[pymvpa] Pkg-ExpPsy-PyMVPA Digest, Vol 66, Issue 4

J.A. Etzel jetzel at artsci.wustl.edu
Wed Aug 7 20:02:03 UTC 2013

Yes, I'm thinking of the usual assumption that adjacent runs may be more 
similar because of temporal dependencies (scanner drifts, subject 
fatigue, etc.).

My suggestion for combining temporally adjacent runs is partly motivated 
by a desire to keep things simple: people often figure that 
leave-one-run-out is a reasonably sensible and conservative 
cross-validation scheme. But when we can't do that (such as in my 
example, when we have a lot of short runs and massive imbalance in the 
number of trials/run), the next best (simplest) thing seems combining 
adjacent runs.

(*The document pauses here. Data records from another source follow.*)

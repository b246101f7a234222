//! Configuration System
//!
//! Layered configuration: a TOML file declares the source root, template
//! directory, generation runs, and logging, with `TREEGEN_` environment
//! variables overriding file values.

use crate::error::GenError;
use crate::logging::LoggingConfig;
use crate::run::RunDefinition;
use serde::{Deserialize, Serialize};
use std::path::{Path, PathBuf};

/// Root configuration structure
#[derive(Debug, Clone, Serialize, Deserialize)]
pub struct TreegenConfig {
    /// Source root directory; resolved output paths live under it.
    /// Defaults to the current directory.
    pub source_root: Option<PathBuf>,

    /// Template directory, relative to the source root unless absolute
    #[serde(default = "default_templates_dir")]
    pub templates_dir: PathBuf,

    /// Generation runs, merged into one tree in declaration order
    #[serde(default)]
    pub runs: Vec<RunDefinition>,

    /// Logging configuration
    #[serde(default)]
    pub logging: LoggingConfig,
}

fn default_templates_dir() -> PathBuf {
    PathBuf::from("templates")
}

impl Default for TreegenConfig {
    fn default() -> Self {
        Self {
            source_root: None,
            templates_dir: default_templates_dir(),
            runs: Vec::new(),
            logging: LoggingConfig::default(),
        }
    }
}

impl TreegenConfig {
    /// Effective source root after the optional CLI override
    pub fn resolve_source_root(&self, cli_override: Option<&Path>) -> PathBuf {
        cli_override
            .map(Path::to_path_buf)
            .or_else(|| self.source_root.clone())
            .unwrap_or_else(|| PathBuf::from("."))
    }

    /// Template directory anchored at the source root when relative
    pub fn resolve_templates_dir(&self, source_root: &Path) -> PathBuf {
        if self.templates_dir.is_absolute() {
            self.templates_dir.clone()
        } else {
            source_root.join(&self.templates_dir)
        }
    }
}

/// Loads configuration from file and environment
pub struct ConfigLoader;

impl ConfigLoader {
    /// Load from an explicit file path. The file must exist.
    pub fn load_from_file(path: &Path) -> Result<TreegenConfig, GenError> {
        Self::build(config::File::from(path).required(true))
    }

    /// Load `treegen.toml` from the current directory if present, falling
    /// back to defaults plus environment overrides.
    pub fn load() -> Result<TreegenConfig, GenError> {
        Self::build(config::File::with_name("treegen").required(false))
    }

    fn build(file: config::File<config::FileSourceFile, config::FileFormat>) -> Result<TreegenConfig, GenError> {
        let settings = config::Config::builder()
            .add_source(file)
            .add_source(config::Environment::with_prefix("TREEGEN").separator("__"))
            .build()?;
        Ok(settings.try_deserialize()?)
    }
}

Pragmatically, there are a lot fewer ways to combine 
adjacent runs than random run subsets, also making the choice more 
appealing (I'd be wondering why if I saw a single random 
cross-validation scheme was used).

But I don't want to claim that combining temporally adjacent runs is the 
only legitimate technique, or even to be preferred on strict theoretical 
(as opposed to pragmatic) grounds! I suggested it as something 
relatively straightforward (and hopefully safe) to consider.


Also, to cite myself, a few years ago I played with different 
cross-validation schemes systematically, including suggestions for 
justifying partitioning other than on the runs, in "The impact of 
certain methodological choices on multivariate analysis of fMRI data 
with support vector machines". 

On 8/7/2013 10:47 AM, jason gors wrote:
> Could you explain the reasoning here about combining temporally adjacent
> runs to make sure to not inflate accuracy scores.  First, I'm assuming
> that what you're claiming is that adjacent runs would likely be more
> similar to one another than farther apart runs -- so, like you mention,
> leaving out adjacent runs might give you lower accuracy scores for those
> left out runs, but why is something like this more desirable than, say,
> just leaving out a random split of 1/3 of the data?  Unless you had some
> kind of reason to look at the temporal nature of classification with
> previous and/or subsequent runs, it's not clear to me why this is
> needed.  Maybe I'm a bit too unsure as to what the pipeline was in doing
> this, but I don't fully understand the reasoning.  Also, it seems that
> leaving out runs 1-3 or 7-9 (with 9 being the last run) could fulfill
> that assumption nicely, but if 4-6 were used as the left out split, then
> this seems less likely to fit that assumption -- run 4 would be just as
> similar (i.e. temporally close) to run 3 as to run 5, and run 6 would be
> just as similar to run 5 as to run 7; likewise, if you used any set of 3
> adjacent runs that weren't the first 3 runs or the last three runs, then
> you'd have the same issue for every triple, such that 2 out of 3 of the
> triple would be just as similar to non-left-out runs as to the 3 runs in
> that left-out triple anyways.  Whereas the first 3 runs would have only
> 1 run, run 3, as temporally close to non-left-out runs; likewise for run
> 7 in the last triple of runs.  Why not just use a random split of 1/3 of
> the data or do split-halves (or something similar) for hold data?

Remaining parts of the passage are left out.